Emily Hitchcock, M.D.
Improving Physicians’ Use of Plain Language Using the After-Visit Summary
Providence St. Vincent Internal Medicine Residency Program; Health Share of Oregon
Emily Hitchcock, M.D., is a clinician educator in the Providence St. Vincent Internal Medicine Residency with responsibility for training internal medicine residents in both outpatient and inpatient care. She is committed to excellent physician-patient communication and has developed expertise in health literacy-communicating medical concepts and medical recommendations to patients in language they can understand. She feels this is a skill all providers should master, and she is working to teach plain language to the residents in her program as well as other providers in the Portland area.
Most health providers believe their patients understand and can remember the information and instructions given during an office visit. Many providers, however, hand their patients instructions written at a collegiate reading level. Studies have shown that patients prefer medical information and instructions written in plain language, leaving out medical jargon and complicated terminology.

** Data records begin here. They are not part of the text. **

// This Source Code Form is subject to the terms of the Mozilla Public
// License, v. 2.0. If a copy of the MPL was not distributed with this
// file, You can obtain one at https://mozilla.org/MPL/2.0/.

//! GDB register-id mapping and wire encoding (spec.md §3 "Register view").
//! `g`/`G` move all 16 core registers; `p`/`P` move one register addressed
//! by a GDB id that may land on the core bank or on the "unsupported"
//! (xPSR/FP) bank reached through `read_unsupported_reg`/
//! `write_unsupported_reg`.

use anyhow::{bail, Result};

use crate::probe::{Probe, RegisterFile};

/// The static `qXfer:features:read` document: an ARM m-profile target
/// description naming every register `p`/`P`/`g`/`G` can reach, in GDB's
/// `regnum` numbering. Reproduced verbatim from the original `st-util`
/// target description (spec.md §3, §6.1).
pub fn target_description_xml() -> &'static str {
    concat!(
        "<?xml version=\"1.0\"?>",
        "<!DOCTYPE target SYSTEM \"gdb-target.dtd\">",
        "<target version=\"1.0\">",
        "   <architecture>arm</architecture>",
        "   <feature name=\"org.gnu.gdb.arm.m-profile\">",
        "       <reg name=\"r0\" bitsize=\"32\"/>",
        "       <reg name=\"r1\" bitsize=\"32\"/>",
        "       <reg name=\"r2\" bitsize=\"32\"/>",
        "       <reg name=\"r3\" bitsize=\"32\"/>",
        "       <reg name=\"r4\" bitsize=\"32\"/>",
        "       <reg name=\"r5\" bitsize=\"32\"/>",
        "       <reg name=\"r6\" bitsize=\"32\"/>",
        "       <reg name=\"r7\" bitsize=\"32\"/>",
        "       <reg name=\"r8\" bitsize=\"32\"/>",
        "       <reg name=\"r9\" bitsize=\"32\"/>",
        "       <reg name=\"r10\" bitsize=\"32\"/>",
        "       <reg name=\"r11\" bitsize=\"32\"/>",
        "       <reg name=\"r12\" bitsize=\"32\"/>",
        "       <reg name=\"sp\" bitsize=\"32\" type=\"data_ptr\"/>",
        "       <reg name=\"lr\" bitsize=\"32\"/>",
        "       <reg name=\"pc\" bitsize=\"32\" type=\"code_ptr\"/>",
        "       <reg name=\"xpsr\" bitsize=\"32\" regnum=\"25\"/>",
        "       <reg name=\"msp\" bitsize=\"32\" regnum=\"26\" type=\"data_ptr\" group=\"general\" />",
        "       <reg name=\"psp\" bitsize=\"32\" regnum=\"27\" type=\"data_ptr\" group=\"general\" />",
        "       <reg name=\"control\" bitsize=\"8\" regnum=\"28\" type=\"int\" group=\"general\" />",
        "       <reg name=\"faultmask\" bitsize=\"8\" regnum=\"29\" type=\"int\" group=\"general\" />",
        "       <reg name=\"basepri\" bitsize=\"8\" regnum=\"30\" type=\"int\" group=\"general\" />",
        "       <reg name=\"primask\" bitsize=\"8\" regnum=\"31\" type=\"int\" group=\"general\" />",
        "       <reg name=\"s0\" bitsize=\"32\" regnum=\"32\" type=\"float\" group=\"float\" />",
        "       <reg name=\"s1\" bitsize=\"32\" type=\"float\" group=\"float\" />",
        "       <reg name=\"s2\" bitsize=\"32\" type=\"float\" group=\"float\" />",
        "       <reg name=\"s3\" bitsize=\"32\" type=\"float\" group=\"float\" />",
        "       <reg name=\"s4\" bitsize=\"32\" type=\"float\" group=\"float\" />",
        "       <reg name=\"s5\" bitsize=\"32\" type=\"float\" group=\"float\" />",
        "       <reg name=\"s6\" bitsize=\"32\" type=\"float\" group=\"float\" />",
        "       <reg name=\"s7\" bitsize=\"32\" type=\"float\" group=\"float\" />",
        "       <reg name=\"s8\" bitsize=\"32\" type=\"float\" group=\"float\" />",
        "       <reg name=\"s9\" bitsize=\"32\" type=\"float\" group=\"float\" />",
        "       <reg name=\"s10\" bitsize=\"32\" type=\"float\" group=\"float\" />",
        "       <reg name=\"s11\" bitsize=\"32\" type=\"float\" group=\"float\" />",
        "       <reg name=\"s12\" bitsize=\"32\" type=\"float\" group=\"float\" />",
        "       <reg name=\"s13\" bitsize=\"32\" type=\"float\" group=\"float\" />",
        "       <reg name=\"s14\" bitsize=\"32\" type=\"float\" group=\"float\" />",
        "       <reg name=\"s15\" bitsize=\"32\" type=\"float\" group=\"float\" />",
        "       <reg name=\"s16\" bitsize=\"32\" type=\"float\" group=\"float\" />",
        "       <reg name=\"s17\" bitsize=\"32\" type=\"float\" group=\"float\" />",
        "       <reg name=\"s18\" bitsize=\"32\" type=\"float\" group=\"float\" />",
        "       <reg name=\"s19\" bitsize=\"32\" type=\"float\" group=\"float\" />",
        "       <reg name=\"s20\" bitsize=\"32\" type=\"float\" group=\"float\" />",
        "       <reg name=\"s21\" bitsize=\"32\" type=\"float\" group=\"float\" />",
        "       <reg name=\"s22\" bitsize=\"32\" type=\"float\" group=\"float\" />",
        "       <reg name=\"s23\" bitsize=\"32\" type=\"float\" group=\"float\" />",
        "       <reg name=\"s24\" bitsize=\"32\" type=\"float\" group=\"float\" />",
        "       <reg name=\"s25\" bitsize=\"32\" type=\"float\" group=\"float\" />",
        "       <reg name=\"s26\" bitsize=\"32\" type=\"float\" group=\"float\" />",
        "       <reg name=\"s27\" bitsize=\"32\" type=\"float\" group=\"float\" />",
        "       <reg name=\"s28\" bitsize=\"32\" type=\"float\" group=\"float\" />",
        "       <reg name=\"s29\" bitsize=\"32\" type=\"float\" group=\"float\" />",
        "       <reg name=\"s30\" bitsize=\"32\" type=\"float\" group=\"float\" />",
        "       <reg name=\"s31\" bitsize=\"32\" type=\"float\" group=\"float\" />",
        "       <reg name=\"fpscr\" bitsize=\"32\" type=\"int\" group=\"float\" />",
        "   </feature>",
        "</target>"
    )
}

/// Reads the register GDB addresses as id `id` (spec.md §3: 0x00-0x0f are
/// `r0..r15`, then xPSR/MSP/PSP/CONTROL/FAULTMASK/BASEPRI/PRIMASK, then
/// `s0..s31`, then `fpscr`).
///
/// `xpsr`/`msp`/`psp` (ids 0x19-0x1b) still come back through `read_reg`
/// with indices 16/17/18, matching the original `st-util`'s
/// `stlink_read_reg(sl, 16|17|18, &regp)` calls; everything from `control`
/// (0x1c) onward only exists on the "unsupported" read/write path.
pub fn read_by_id(probe: &mut dyn Probe, id: u32) -> Result<u32> {
    match id {
        0..=15 => probe.read_reg(id),
        0x19 => probe.read_reg(16), // xpsr
        0x1a => probe.read_reg(17), // msp
        0x1b => probe.read_reg(18), // psp
        0x1c..=0x40 => probe.read_unsupported_reg(id),
        _ => bail!("read_by_id: register id {id:#x} out of range"),
    }
}

pub fn write_by_id(probe: &mut dyn Probe, id: u32, value: u32) -> Result<()> {
    match id {
        0..=15 => probe.write_reg(value, id),
        0x19 => probe.write_reg(value, 16),
        0x1a => probe.write_reg(value, 17),
        0x1b => probe.write_reg(value, 18),
        0x1c..=0x40 => probe.write_unsupported_reg(value, id),
        _ => bail!("write_by_id: register id {id:#x} out of range"),
    }
}

/// `g` reply: 16 core registers, 8 big-endian hex digits each.
pub fn encode_all(regs: &RegisterFile) -> String {
    let mut out = String::with_capacity(16 * 8);
    for r in regs.r {
        out.push_str(&format!("{r:08x}"));
    }
    out
}

/// `G` request body: the inverse of [`encode_all`].
pub fn decode_all(hex: &str) -> Result<[u32; 16]> {
    if hex.len() < 16 * 8 {
        bail!("G packet: expected 128 hex digits, got {}", hex.len());
    }
    let mut regs = [0u32; 16];
    for (i, r) in regs.iter_mut().enumerate() {
        *r = u32::from_str_radix(&hex[i * 8..i * 8 + 8], 16)?;
    }
    Ok(regs)
}
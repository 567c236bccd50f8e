// This Source Code Form is subject to the terms of the Mozilla Public
// License, v. 2.0. If a copy of the MPL was not distributed with this
// file, You can obtain one at https://mozilla.org/MPL/2.0/.

//! `st-util`: a GDB Remote Serial Protocol server that bridges a GDB
//! client over TCP to an ARM Cortex-M target through a debug probe.

pub mod arm_debug;
pub mod breakpoints;
pub mod cache;
pub mod cli;
pub mod flash;
pub mod memory_map;
pub mod probe;
pub mod registers;
pub mod rsp_framing;
pub mod session;
pub mod watchpoints;

#[cfg(test)]
pub mod testing;
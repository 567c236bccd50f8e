// This Source Code Form is subject to the terms of the Mozilla Public
// License, v. 2.0. If a copy of the MPL was not distributed with this
// file, You can obtain one at https://mozilla.org/MPL/2.0/.

//! The synchronous probe facade (§6.3): everything the session dispatcher
//! needs from the USB debug probe, chip-ID tables and flash loader. Those
//! are out of scope for this crate; `Probe` is the seam a real
//! implementation plugs into.

use anyhow::Result;

/// How the target is brought under debug control on attach/reconnect.
#[derive(Debug, Clone, Copy, PartialEq, Eq)]
pub enum ConnectMode {
    /// Reset the target, then attach.
    Normal,
    /// Attach without touching the reset line.
    HotPlug,
    /// Assert reset, attach, and keep the target held in reset.
    UnderReset,
}

#[derive(Debug, Clone, Copy, PartialEq, Eq)]
pub enum ResetKind {
    Hard,
    SoftAndHalt,
}

#[derive(Debug, Clone, Copy, PartialEq, Eq)]
pub enum TargetStatus {
    Halted,
    Running,
}

/// Everything `p`/`P`/`g`/`G` need, read or written in one shot.
///
/// Field names follow the GDB register numbering in spec.md §3: `r[0..16]`
/// are the core registers, and the rest are reached through GDB ids
/// 0x19..0x40.
#[derive(Debug, Clone, Copy, Default)]
pub struct RegisterFile {
    pub r: [u32; 16],
    pub xpsr: u32,
    pub main_sp: u32,
    pub process_sp: u32,
    pub control: u32,
    pub faultmask: u32,
    pub basepri: u32,
    pub primask: u32,
    pub s: [u32; 32],
    pub fpscr: u32,
}

/// Static identity of the attached chip, as reported by the probe.
#[derive(Debug, Clone, Copy, PartialEq, Eq)]
pub struct ChipInfo {
    pub chip_id: u32,
    pub core_id: u32,
    pub flash_size: u32,
    pub sram_size: u32,
    /// Initial flash page size; the true value is address-dependent on
    /// STM32 and must be refreshed with `calculate_pagesize` before use.
    pub flash_pgsz: u32,
    pub sys_base: u32,
    pub sys_size: u32,
}

/// Parameters needed to (re-)open a probe; stored by the session so that
/// `k` (kill) can close and reopen the same physical probe in place.
#[derive(Debug, Clone)]
pub struct ProbeOpenParams {
    pub logging_level: i32,
    pub connect_mode: ConnectMode,
    pub serial: Option<String>,
    pub freq_hz: Option<u32>,
}

/// Synchronous per-call access to one attached target.
///
/// Every method blocks until the probe transaction completes or fails.
/// Memory-write methods borrow the data for the duration of the call only:
/// no implementation may retain a reference to a passed-in slice after
/// returning, and callers are free to reuse or drop their buffer
/// immediately afterward (resolving the shared-buffer question noted in
/// spec.md §9).
pub trait Probe {
    fn connect(&mut self, mode: ConnectMode) -> Result<()>;
    fn force_debug(&mut self) -> Result<()>;
    /// Resume normal (free) execution.
    fn run(&mut self) -> Result<()>;
    fn step(&mut self) -> Result<()>;
    fn status(&mut self) -> Result<TargetStatus>;
    fn reset(&mut self, kind: ResetKind) -> Result<()>;
    fn exit_debug_mode(&mut self) -> Result<()>;
    fn close(&mut self) -> Result<()>;

    fn read_all_regs(&mut self) -> Result<RegisterFile>;
    /// Read register `i`: 0..16 are the core registers `r0..r15`; 16..19
    /// additionally reach `xpsr`/`msp`/`psp`, which GDB addresses as ids
    /// 0x19/0x1a/0x1b but which the probe still treats as "regular" reads.
    fn read_reg(&mut self, i: u32) -> Result<u32>;
    /// Read a register only reachable through the GDB-id path (0x19..0x40).
    fn read_unsupported_reg(&mut self, id: u32) -> Result<u32>;
    fn write_reg(&mut self, value: u32, i: u32) -> Result<()>;
    fn write_unsupported_reg(&mut self, value: u32, id: u32) -> Result<()>;

    fn read_mem32(&mut self, addr: u32, len: u32) -> Result<Vec<u8>>;
    fn write_mem32(&mut self, addr: u32, data: &[u8]) -> Result<()>;
    fn write_mem8(&mut self, addr: u32, data: &[u8]) -> Result<()>;

    fn read_debug32(&mut self, addr: u32) -> Result<u32>;
    fn write_debug32(&mut self, addr: u32, val: u32) -> Result<()>;

    /// Page size at `addr`; address-dependent on STM32 families.
    fn calculate_pagesize(&mut self, addr: u32) -> Result<u32>;
    fn erased_pattern(&self) -> u8;
    fn erase_flash_page(&mut self, addr: u32) -> Result<()>;
    fn flashloader_start(&mut self) -> Result<()>;
    fn flashloader_write(&mut self, addr: u32, data: &[u8]) -> Result<()>;
    fn flashloader_stop(&mut self) -> Result<()>;

    /// Dispatch one semihosting call; returns the value to write into r0.
    fn semihost(&mut self, r0: u32, r1: u32) -> Result<u32>;

    fn chip(&self) -> ChipInfo;
}

/// Opens a fresh probe connection; supplied by the binary's entry point so
/// that `Session` can reopen the same physical probe on `k` without this
/// crate depending on the concrete transport.
pub type ProbeFactory = Box<dyn Fn(&ProbeOpenParams) -> Result<Box<dyn Probe>>>;
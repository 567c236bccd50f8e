// This Source Code Form is subject to the terms of the Mozilla Public
// License, v. 2.0. If a copy of the MPL was not distributed with this
// file, You can obtain one at https://mozilla.org/MPL/2.0/.

//! The Data Watchpoint & Trace (DWT) engine: four comparators, allocated
//! first-free (spec.md §4.3).

use anyhow::{bail, Result};

use crate::arm_debug::{self, Demcr};
use crate::probe::Probe;

pub const NUM_WATCHPOINTS: usize = 4;

#[derive(Debug, Clone, Copy, PartialEq, Eq)]
pub enum WatchFunction {
    Disabled,
    Read,
    Write,
    Access,
}

impl WatchFunction {
    fn encode(self) -> u32 {
        match self {
            WatchFunction::Disabled => 0,
            WatchFunction::Read => 5,
            WatchFunction::Write => 6,
            WatchFunction::Access => 7,
        }
    }
}

#[derive(Debug, Clone, Copy)]
struct Entry {
    addr: u32,
    mask: u32,
    function: WatchFunction,
}

impl Default for Entry {
    fn default() -> Self {
        Entry {
            addr: 0,
            mask: 0,
            function: WatchFunction::Disabled,
        }
    }
}

pub struct WatchpointEngine {
    entries: [Entry; NUM_WATCHPOINTS],
}

impl WatchpointEngine {
    /// Sets `DEMCR.TRCENA` and clears every `DWT_FUNn` (spec.md §4.3 "Init").
    pub fn init(probe: &mut dyn Probe) -> Result<Self> {
        let demcr = probe.read_debug32(arm_debug::DEMCR)?;
        probe.write_debug32(arm_debug::DEMCR, demcr | Demcr::TRCENA.bits())?;

        for i in 0..NUM_WATCHPOINTS {
            probe.write_debug32(arm_debug::dwt_funn(i), 0)?;
        }

        Ok(WatchpointEngine {
            entries: [Entry::default(); NUM_WATCHPOINTS],
        })
    }

    /// `mask = min{m : (1 << m) >= len}`; rejects when `mask >= 16`.
    fn length_mask(len: u32) -> Option<u32> {
        if len == 0 {
            return Some(0);
        }
        let mut mask = 0u32;
        while (1u32 << mask) < len {
            mask += 1;
        }
        if mask < 16 {
            Some(mask)
        } else {
            None
        }
    }

    pub fn insert(
        &mut self,
        probe: &mut dyn Probe,
        function: WatchFunction,
        addr: u32,
        len: u32,
    ) -> Result<()> {
        let mask = match Self::length_mask(len) {
            Some(m) => m,
            None => bail!("watchpoint length {len} is out of range"),
        };

        let slot = self
            .entries
            .iter()
            .position(|e| e.function == WatchFunction::Disabled);
        let Some(slot) = slot else {
            bail!("no free hardware watchpoint slot");
        };

        probe.write_debug32(arm_debug::dwt_compn(slot), addr)?;
        probe.write_debug32(arm_debug::dwt_maskn(slot), mask)?;
        probe.write_debug32(arm_debug::dwt_funn(slot), function.encode())?;
        // Clear the matched bit left over from programming.
        let _ = probe.read_debug32(arm_debug::dwt_funn(slot))?;

        self.entries[slot] = Entry {
            addr,
            mask,
            function,
        };
        Ok(())
    }

    pub fn remove(&mut self, probe: &mut dyn Probe, addr: u32) -> Result<()> {
        let slot = self
            .entries
            .iter()
            .position(|e| e.addr == addr && e.function != WatchFunction::Disabled);
        let Some(slot) = slot else {
            bail!("no watchpoint set at {addr:#010x}");
        };

        self.entries[slot].function = WatchFunction::Disabled;
        probe.write_debug32(arm_debug::dwt_funn(slot), 0)?;
        Ok(())
    }
}

#[cfg(test)]
mod tests {
    use super::*;
    use crate::testing::FakeProbe;

    #[test]
    fn mask_law_matches_spec_table() {
        assert_eq!(WatchpointEngine::length_mask(1), Some(0));
        assert_eq!(WatchpointEngine::length_mask(2), Some(1));
        assert_eq!(WatchpointEngine::length_mask(3), Some(2));
        assert_eq!(WatchpointEngine::length_mask(4), Some(2));
        assert_eq!(WatchpointEngine::length_mask(5), Some(3));
        assert_eq!(WatchpointEngine::length_mask(8), Some(3));
        assert_eq!(WatchpointEngine::length_mask(32768), Some(15));
        assert_eq!(WatchpointEngine::length_mask(32769), None);
    }

    #[test]
    fn insert_and_remove_round_trip() {
        let mut probe = FakeProbe::new();
        let mut wps = WatchpointEngine::init(&mut probe).unwrap();

        wps.insert(&mut probe, WatchFunction::Write, 0x2000_0000, 4)
            .unwrap();
        assert_eq!(probe.debug32[&arm_debug::dwt_funn(0)], 6);

        wps.remove(&mut probe, 0x2000_0000).unwrap();
        assert_eq!(probe.debug32[&arm_debug::dwt_funn(0)], 0);
    }

    #[test]
    fn removing_unset_address_is_an_error() {
        let mut probe = FakeProbe::new();
        let mut wps = WatchpointEngine::init(&mut probe).unwrap();
        assert!(wps.remove(&mut probe, 0x2000_0000).is_err());
    }

    #[test]
    fn allocation_is_first_free() {
        let mut probe = FakeProbe::new();
        let mut wps = WatchpointEngine::init(&mut probe).unwrap();
        for i in 0..NUM_WATCHPOINTS as u32 {
            wps.insert(&mut probe, WatchFunction::Access, 0x1000 * i, 4)
                .unwrap();
        }
        assert!(wps
            .insert(&mut probe, WatchFunction::Access, 0x9999, 4)
            .is_err());
    }
}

This project aims to improve providers’ use of plain language on the after-visit summary by teaching providers:
- the importance of using plain language in terms of impacts on patient care, patient experience and cost,
- the reading level of their previous after-visit summaries, and
- ways to change their writing style to make it more readable by more of their patients.
Through the course of the project Emily will follow the reading level of the after-visit summaries and feed that information back to the providers. In this way, she hopes to teach providers a new “best practice” to apply to their patient care.